Wednesday, February 27, 2008

Doubled

It required four days but I have finally equalled the output of Saturday night. The text is remarkably baggy. I have thought of the comments of one of Booker judges who read all of the shortlist three times in determining the winner -- which Darkmans wasn't.

My thoughts have remained sluggish. It may be the season.

Sunday, February 24, 2008

The Spiritual and the Narcotic

If my wife hadn't told me to retire at one a.m. I would have continues to read for hours, as it were Nicola Barker's Darkmans has proved transportive, though I remain hesitant to categorize it as dense or, even, vanguard. I read 160 pages last night.

Saturday, February 23, 2008

Winter's Wax

It has proved a tempestuous week in terms of ideas, mortality and the wellspring of friendship.

This afternoon I bought Richard Ford's Lay of the Land as I hope to read all three of the Bascomb novel sequentially (I read Independence Day in 1999). I also bought The Procedure by Harry Mulisch. I just finished it. much like Discovery of Heaven, I appreciated its melange of ideas but felt somewhat cheated by the time I reached the novel's end.

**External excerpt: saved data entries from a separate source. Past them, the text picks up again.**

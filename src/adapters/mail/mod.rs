//! Outgoing e-mail
//!
//! Notification e-mails go through a [`Mailer`]. Delivery reports whether a
//! message left the service; it never fails the operation that caused it.

pub mod relay;

pub use relay::HttpMailRelay;

use crate::config::MailConfig;
use crate::domain::Result;
use async_trait::async_trait;
use serde::Serialize;
use std::sync::Arc;

/// One outgoing message
#[derive(Debug, Clone, PartialEq, Eq, Serialize)]
pub struct EmailMessage {
    pub to: String,
    pub subject: String,
    pub body: String,
    pub is_html: bool,
}

#[async_trait]
pub trait Mailer: Send + Sync {
    /// Sends a message; `Ok(false)` when the relay declined it
    async fn send(&self, message: &EmailMessage) -> Result<bool>;
}

/// Mailer used when mail is disabled; nothing is ever sent
#[derive(Debug, Default, Clone, Copy)]
pub struct DisabledMailer;

#[async_trait]
impl Mailer for DisabledMailer {
    async fn send(&self, message: &EmailMessage) -> Result<bool> {
        tracing::debug!(to = %message.to, "Mail disabled, message dropped");
        Ok(false)
    }
}

/// # Errors
///
/// Returns an error if the HTTP client cannot be constructed.
pub fn create_mailer(config: &MailConfig) -> Result<Arc<dyn Mailer>> {
    if !config.enabled {
        return Ok(Arc::new(DisabledMailer));
    }
    Ok(Arc::new(HttpMailRelay::new(config.clone())?))
}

Thursday, February 21, 2008

Due To Ice

I may actually plunk down here and scribble something. I have finished three books since I posted last. Tow of them were rather minor: The Accidental by Ali Smith and A Writer's House in Wales by Jan Morris. I first read Ms. Smith in 2002 when i picked up her Hotel World at The Strand in NYC. I found it mildly pleasurable. I found The Accidental to be likewise mild, only longer. She curries considerable press for writing such lukewarm books. I don't know. Roger read a book by Jan Morris a few years (six?) ago and I simply stumbled onto it blind at the library last night. I read for a hour before bed and then for forty minutes or so this frozen afternoon. I was really hoping there would be more about the books in that writer's house. I don't care much for cats named Ibsen.

I just noticed that this is double-spaced, queer.

I also finished Postwar by Tony Judt and I have documented my responses on saimzdat.
I would like to finish the Fourth Crusade book but i may shift gears yet again.

Tuesday, February 12, 2008

Thanks

My friend Ed dropped off a pair of books in my snow-buried truck. Mormon Country by Wallace Stegner and Mary, the first novel by Nabokov.

Not Dead

Yet.

The last day that I posted, 2.3.08, I took advantage of the warmish weather and walked to the library. I checked out a biography of Mencken by William Manchester and began reading it while walking back home. As noted last month I have had a simmering flair for bios as the Zweig testament to Erasmus verified.

Unfortunately the week then arrived, a heavy dose of work, some films from Wild and Woolly and playing catch up with Judt's postwar kept me from any free reading, as it were.

This past Saturday I again walked to the library, having vowed to Joel that I was going to walk as much as I could -- such prompted a 90 minute walk Friday night. The dash to the library was grand, it was cooler than the past Sunday but extremely windy -- and I had forgotten a hat. I read more of Manchester's Disturber Of The Peace. Sunday arrived with a catterwaul, I ached all over, was feverish and felt my throat being wenched into insufferable knots. I spent all day reading of Mencken's exploits, his own ailments and, alas, his contradictions. I finally finished the book Monday -- after sleeping for another 13 hours. My wife read Doktor Faustus by Kit Marlowe over the weekend and I read it while sipping Thura-Flu yesterday afternoon. I didn't really care for it, its erudition and sweeping attempts at the base nature of humanity accomplished little nor did the expected supplication in the final stanzas strike me as dramatic.

Still feverish and kitten-weak, I picked up Jonathan Phillips' The Fourth Crusade: and the Sack of Constanople and Fathers and Crows by William T. Vollmann. I read 120 pages of each until my nocturnal medicines pushed me over before ten o'clock. I largely missed the winter theatrics outside and I am feeling better.

Sunday, February 03, 2008

Regulating Drift

After bashing my head around for seemingly weeks, I have decided to accord my other reading with Judt's Postwar. I have no issues with Peter Ackroyd, but after buying a volume of collected reviews and essays I decided that I wasn't in the mood for someone who didn't like Gravity's Rainbow and doesn't recognize the poetic sensibilities of Anthony Burgess. To Ackroyd's credit i have smiled often these past few days with image of his own failed poet, literally chewing on strips of paper from Dickens' Great Expectations.

The Judt sort of exploded for me on Friday. I have enjoyed greatly the summations of Judt on the Western intellectuals during the early 50s. I have thus decided to read The Mandarins by de Beauvoir, having never read any of her fiction. I would also like to reread some Camus, likely The Plague and The Rebel.